The news comes nearly a month after Mike Richards stepped down as Alex Trebek’s replacement and weeks after it was announced that Richards would no longer serve as executive producer of “Jeopardy!” and “Wheel of Fortune” following scrutiny over resurfaced discrimination lawsuits and past comments he made about women, Jews and poor people.
Richards, Bialik and Jennings were among several guest hosts who helmed the syndicated game show after Trebek died in November from pancreatic cancer. The show announced in August that Richards had been selected as the new daily host, but the news was quickly met with intense social media backlash followed by Richard’s detractors digging up two lawsuits he was involved in.
In one of the suits, a former model for “The Price Is Right” alleged she was fired after she became pregnant. The model, Brandi Cochran, said Richards treated her differently after she announced she was pregnant in 2008. Richards was not listed as a defendant in the case which went to trial.

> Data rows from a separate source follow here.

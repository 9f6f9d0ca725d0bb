//! Execution list module.
//!
//! This module contains the per-folder processing instructions
//! computed for one request.

use std::{collections::BTreeMap, fmt, ops};

/// Represents what a request has to do with one folder.
#[derive(Clone, Copy, Debug, Eq, PartialEq, Hash)]
pub enum Instruction {
    /// The folder was never cached: fetch and store it.
    InitialInsert,
    /// The cached folder is stale: fetch it and overwrite the cache.
    Update,
    /// Serve the cached folder as it is.
    ReadDb,
    /// The folder disappeared upstream: purge its cached data.
    Delete,
}

impl fmt::Display for Instruction {
    fn fmt(&self, f: &mut fmt::Formatter<'_>) -> fmt::Result {
        match self {
            Self::InitialInsert => write!(f, "initial insert"),
            Self::Update => write!(f, "update"),
            Self::ReadDb => write!(f, "read cache"),
            Self::Delete => write!(f, "delete"),
        }
    }
}

#[derive(Debug, Clone, Eq, PartialEq)]
pub struct FolderEntry {
    pub folder_id: String,
    /// Represents the last time the folder was cached, in epoch millis.
    pub last_update: Option<i64>,
    /// Represents the refresh interval of the folder, in minutes.
    pub refresh_interval: i64,
    pub instruction: Instruction,
}

impl FolderEntry {
    pub fn new<F>(folder_id: F, instruction: Instruction) -> Self
    where
        F: ToString,
    {
        Self {
            folder_id: folder_id.to_string(),
            last_update: None,
            refresh_interval: 0,
            instruction,
        }
    }

    pub fn last_update(mut self, last_update: Option<i64>) -> Self {
        self.last_update = last_update;
        self
    }

    pub fn refresh_interval(mut self, refresh_interval: i64) -> Self {
        self.refresh_interval = refresh_interval;
        self
    }

    pub fn with_instruction(mut self, instruction: Instruction) -> Self {
        self.instruction = instruction;
        self
    }
}

impl fmt::Display for FolderEntry {
    fn fmt(&self, f: &mut fmt::Formatter<'_>) -> fmt::Result {
        write!(f, "{} folder {}", self.instruction, self.folder_id)
    }
}

/// Represents the execution list, keyed by folder id. Each folder
/// appears at most once.
#[derive(Debug, Default, Clone, Eq, PartialEq)]
pub struct ExecutionList(BTreeMap<String, FolderEntry>);

impl ExecutionList {
    /// Adds the entry, replacing any previous entry of the same
    /// folder.
    pub fn insert(&mut self, entry: FolderEntry) -> Option<FolderEntry> {
        self.0.insert(entry.folder_id.clone(), entry)
    }

    pub fn remove(&mut self, folder_id: &str) -> Option<FolderEntry> {
        self.0.remove(folder_id)
    }

    pub fn instruction(&self, folder_id: &str) -> Option<Instruction> {
        self.0.get(folder_id).map(|entry| entry.instruction)
    }

    pub fn entries(&self) -> impl Iterator<Item = &FolderEntry> {
        self.0.values()
    }

    pub fn count(&self, instruction: Instruction) -> usize {
        self.entries()
            .filter(|entry| entry.instruction == instruction)
            .count()
    }

    pub fn retain<F>(&mut self, mut f: F)
    where
        F: FnMut(&FolderEntry) -> bool,
    {
        self.0.retain(|_, entry| f(entry))
    }
}

impl ops::Deref for ExecutionList {
    type Target = BTreeMap<String, FolderEntry>;

    fn deref(&self) -> &Self::Target {
        &self.0
    }
}

impl FromIterator<FolderEntry> for ExecutionList {
    fn from_iter<T: IntoIterator<Item = FolderEntry>>(iter: T) -> Self {
        let mut list = Self::default();
        for entry in iter {
            list.insert(entry);
        }
        list
    }
}

impl IntoIterator for ExecutionList {
    type Item = FolderEntry;
    type IntoIter = std::collections::btree_map::IntoValues<String, FolderEntry>;

    fn into_iter(self) -> Self::IntoIter {
        self.0.into_values()
    }
}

It was eventually resolved after a jury awarded Cochran more than $8 million but the award was overturned by a Los Angeles County Superior Court judge, documents show. Cochran and the defendants settled out of court.

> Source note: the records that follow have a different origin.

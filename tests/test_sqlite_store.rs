#![cfg(feature = "sqlite-store")]

use chrono::{Duration, TimeZone, Utc};
use tempfile::tempdir;

use extcal_lib::{Account, Event, EventStore, Events, SqliteEventStore};

fn events(ids: &[&str]) -> Events {
    let start = Utc.with_ymd_and_hms(2022, 10, 17, 9, 0, 0).unwrap();
    ids.iter()
        .enumerate()
        .map(|(i, id)| {
            let start = start + Duration::hours(i as i64);
            let mut event = Event::new(id, format!("Event {id}"), start);
            event.end = Some(event.start + Duration::minutes(30));
            event.location = Some("Room 1".into());
            event
        })
        .collect()
}

#[test]
fn test_sqlite_store() {
    env_logger::builder().is_test(true).try_init().ok();

    let dir = tempdir().unwrap();
    let store = SqliteEventStore::new(dir.path().join("nested").join("cache.sqlite")).unwrap();

    let alice = Account::new(1, 1, 1, "ical");
    let bob = Account::new(1, 2, 2, "ical");

    // insert

    store.insert_events(&alice, "a", &events(&["1", "2"])).unwrap();
    store.insert_events(&alice, "b", &events(&["3"])).unwrap();
    store.insert_events(&bob, "a", &events(&["4"])).unwrap();

    let cached = store.list_events(&alice, "a").unwrap();
    assert_eq!(cached.len(), 2);
    assert_eq!(cached[0], events(&["1"])[0].clone().with_folder_id("a"));
    assert_eq!(cached[1].id, "2");

    // insert replaces events sharing the same id

    let mut updated = events(&["2"]);
    updated[0].summary = "Renamed".into();
    store.insert_events(&alice, "a", &updated).unwrap();
    let cached = store.list_events(&alice, "a").unwrap();
    assert_eq!(cached.len(), 2);
    assert_eq!(cached[1].summary, "Renamed");

    // replace

    store.replace_events(&alice, "a", &events(&["5"])).unwrap();
    let ids: Vec<String> = store
        .list_events(&alice, "a")
        .unwrap()
        .into_iter()
        .map(|event| event.id)
        .collect();
    assert_eq!(ids, vec!["5"]);

    // purge folder

    store.purge_folder(&alice, "b").unwrap();
    assert!(store.list_events(&alice, "b").unwrap().is_empty());

    // purge all only touches the given account

    store.purge_all(&alice).unwrap();
    assert!(store.list_events(&alice, "a").unwrap().is_empty());
    assert_eq!(store.list_events(&bob, "a").unwrap().len(), 1);
}
//! Provider module.
//!
//! This module exposes the calendar provider trait, implemented by
//! every upstream calendar source, and its single folder variant.

mod error;
pub use error::{Error, Result};

pub mod provider;
pub use provider::{CalendarProvider, ExternalCalendarResult, Warning};

pub mod single_folder;
pub use single_folder::{SingleFolder, SingleFolderProvider, SINGLE_FOLDER_ID};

A second lawsuit accused Richards of treating another model for the game show differently than the other models. Lanisha Cole, who worked at “The Price Is Right,” filed the suit against Richards, a producer and Fremantle Media. Richards was later dropped as a defendant and the suit was settled in 2013, according to The Daily Beast.
The firestorm targeting Richards intensified after The Ringer’s Claire McNear reported that Richards made disparaging comments about women, Jews, poor people and Haiti seven years ago, while hosting a podcast called “The Randumb Show.”
Richards denied any wrongdoing in the lawsuits and apologized for the comments he made on the podcast.
Last month, he said in a statement that it had become clear that moving forward with the “Jeopardy!” gig “would be too much of a distraction for our fans and not the right move for the show.”
“I want to apologize to each of you for the unwanted negative attention that has come to ‘Jeopardy!’ over the last few weeks and for the confusion and delays this is now causing. I know I have a lot of work to do to regain your trust and confidence,” Richards said in his statement.